The configuration and mechanism of the editing data evaluation device and editing data evaluation method disclosed in the emulator, editing device and editing method disclosed in Patent Document 1 and Patent Document 2 described above are simply a disk image containing a hard disk or HDD 4. It was like reading a file and playing it back. However, in such a configuration, data is read from the HDD 4 at a higher access speed than reading from the actual optical disk drive, and the optical data from the recording / reproducing apparatus is read from the disk and accurately emulated. It wasn't.
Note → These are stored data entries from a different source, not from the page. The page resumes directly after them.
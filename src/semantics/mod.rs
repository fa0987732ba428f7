//! Semantic analysis stage
//!
//! The only semantic discipline in the language is variable usage:
//! declare before use, assign before read, never declare twice. The
//! check is a flat, flow-insensitive pass over the token sequence.

pub mod usage;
In addition, seamless playback such as playback and multi-angle switching, such as BD-ROM discs that are widely used recently, is guaranteed under conditions with access to the disc. In order to follow the jump model, it is impossible to perform verification such as seamless playback unless data is input to the player.
JP 2000-47827 A JP-A-10-322649

  The present invention has been made to solve the above-mentioned problems, and the first object of the present invention is to verify the operation of the edited data by using the edited data without actually using the edited data in the editing work of the authoring studio. Device (emulator) that emulates the transfer rate and access time (seek delay time and / or layer jump delay time), which are the actual optical disk reading conditions by the optical disk drive. It is an object of the present invention to provide an emulator and an emulation method that can have a reading condition from an optical disc recording / reproducing apparatus as a database and can check an operation depending on a difference between various commercially available recording / reproducing apparatuses.
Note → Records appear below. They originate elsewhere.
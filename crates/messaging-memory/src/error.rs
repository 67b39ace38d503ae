use relay_messaging::{ConfigError, TransportError};
use thiserror::Error;

/// Errors that can occur in the in-memory transport.
#[derive(Clone, Debug, Error, PartialEq, Eq)]
pub enum Error {
    /// The connection was closed.
    #[error("connection is closed")]
    Closed,

    /// The configuration does not describe a valid address.
    #[error(transparent)]
    Config(#[from] ConfigError),

    /// A subject is empty, has empty tokens or misplaces wildcards.
    #[error("invalid subject `{0}`")]
    InvalidSubject(String),

    /// A stream name is empty or contains whitespace, '.', '*' or '>'.
    #[error("invalid stream name `{0}`")]
    InvalidStreamName(String),

    /// No subscriber was interested in a request.
    #[error("no responders on `{0}`")]
    NoResponders(String),

    /// No stream captures the subject.
    #[error("no stream captures subject `{0}`")]
    NoStream(String),

    /// The subjects of a new stream collide with an existing stream.
    #[error("subjects of stream `{stream}` overlap stream `{other}`")]
    Overlap {
        /// The stream being declared.
        stream: String,
        /// The stream already owning the subjects.
        other: String,
    },

    /// No reply arrived before the deadline.
    #[error("request to `{0}` timed out")]
    TimedOut(String),
}

impl TransportError for Error {
    fn is_no_reply(&self) -> bool {
        matches!(self, Self::NoResponders(_) | Self::TimedOut(_))
    }
}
  The second object of the present invention is to make it easy to construct a database by the function of automatically collecting the reading conditions of various optical disk drives, and not to the actual drive conditions but to a virtual The present invention provides an emulator and an emulation method capable of more accurately emulating an operation when an optical disk is actually driven so that verification with data of a recording / reproducing apparatus is possible.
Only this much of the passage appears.